Contre Salvini, des foules d’Italiens se massent sur les places des villes italiennes, exprimant un refus des dérives populistes. Après le regain fasciste, l’anti-fascisme est enfin de retour. *
En matière de terminologie politique, les Italiens ont un vrai don pour l’innovation. Il y a eu par exemple la marguerite, l’olivier, les 5 étoiles, allez l’Italie (Forza Italia), et voici désormais les «sardines». Ce nouveau mouvement est né à Bologne le 14 novembre dernier.
Au départ, il s’agissait d’une mobilisation lancée par 4 jeunes trentenaires contre Matteo Salvini, en campagne pour conquérir lors des prochaines élections régionales ce fief de gauche qu’est l’Emilie-Romagne. Mais comme dans la parabole biblique de la multiplication des pains, les poissons se sont vite répandus dans d’autres villes: à Modène, à Parme, à Rimini, puis à Palerme, et même à Perugia, capitale de l’Ombrie, autre fief rouge tombé dans les mains du leader populiste il y a un mois.
L’appellation « sardine » ne vient pas seulement des foules compactes qui ont envahi les places, elle résume le programme des manifestants:
S pour solidarietà (solidarité)
A pour accoglienza (accueil)
R pour rispetto (respect)
D pour diritti (droits)
I pour inclusione (inclusion)
N pour non violenza (non violence)
A pour antifascismo (antifascisme)
Le bréviaire est moral, à l’opposé des gilets jaunes français. Leader malgré lui du mouvement, Mattia Santori le définit comme des «anticorps au populisme» de Salvini. Il incarne une majorité silencieuse qui ne se reconnaît pas dans les discours de rejet, de haine, de racisme et d’invectives du patron de la Ligue. Il était temps.

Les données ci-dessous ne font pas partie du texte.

use std::time::Duration;

use anyhow::{bail, Context, Result};

/// Application configuration loaded from environment variables.
/// Startup fails if the model API key is missing.
#[derive(Clone)]
pub struct Config {
    pub gemini_api_key: String,
    pub port: u16,
    pub rust_log: String,
    pub llm_timeout: Duration,
}

impl Config {
    pub fn from_env() -> Result<Self> {
        dotenvy::dotenv().ok(); // load .env if present; ignore if missing

        Ok(Config {
            gemini_api_key: require_api_key()?,
            port: std::env::var("PORT")
                .unwrap_or_else(|_| "8080".to_string())
                .parse::<u16>()
                .context("PORT must be a valid port number")?,
            rust_log: std::env::var("RUST_LOG").unwrap_or_else(|_| "info".to_string()),
            llm_timeout: Duration::from_secs(
                std::env::var("LLM_TIMEOUT_SECS")
                    .unwrap_or_else(|_| "120".to_string())
                    .parse::<u64>()
                    .context("LLM_TIMEOUT_SECS must be a whole number of seconds")?,
            ),
        })
    }
}

/// `GEMINI_API_KEY`, or the older `API_KEY` name.
fn require_api_key() -> Result<String> {
    for key in ["GEMINI_API_KEY", "API_KEY"] {
        if let Ok(value) = std::env::var(key) {
            if !value.trim().is_empty() {
                return Ok(value);
            }
        }
    }
    bail!("Required environment variable 'GEMINI_API_KEY' is not set")
}

// Hand-written so the key never ends up in logs.
impl std::fmt::Debug for Config {
    fn fmt(&self, f: &mut std::fmt::Formatter<'_>) -> std::fmt::Result {
        f.debug_struct("Config")
            .field("gemini_api_key", &"<redacted>")
            .field("port", &self.port)
            .field("rust_log", &self.rust_log)
            .field("llm_timeout", &self.llm_timeout)
            .finish()
    }
}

Le jeune homme aux convictions écologistes – il travaille comme analyste dans une entreprise active dans la recherche énergétique – se défend de vouloir jouer un rôle politique et de suivre le chemin des 5 étoiles: en 2007 à Bologne également avait eu lieu le premier V-Day de Beppe Grillo, une action de protestation contre les errances de la politique italienne, qui elle aussi eu un effet viral dans toutes les cités du pays. Nous sommes 12 ans plus tard, et le mouvement 5 étoiles, qui se voulait anti-système, a pris possession du Palazzo Chigi à Rome, siège de la présidence du Conseil…
Mattia Santori livre un raccourci saisissant de l’histoire transalpine récente: «pour arriver au pouvoir, Berlusconi a bénéficié de ses télévisions, Salvini et les 5 étoiles des réseaux sociaux, il est maintenant temps que les gens se retrouvent dans la rue, sur les places, et fassent marcher leur cerveau. Nous sommes une génération qui sait reconnaître les mensonges de la vérité.»
Quoi qu’il en soit, les sardines signalent une Italie pas aussi résignée à se livrer tôt ou tard à Salvini qu’on aurait pu le croire. La gauche, tout occupée à se diviser entre la nouvelle formation de Matteo Renzi, ItaliaViva, et le PD (parti démocrate) actuellement au pouvoir avec le mouvement 5 étoiles, ferait bien d’en prendre la mesure. Si les discours autoritaires et fascistes ont retrouvé une audience stupéfiante dans la péninsule, alors les valeurs antifascistes, qui ont fondé la République après guerre, peuvent elles aussi reprendre du service et inspirer un programme politique rassembleur.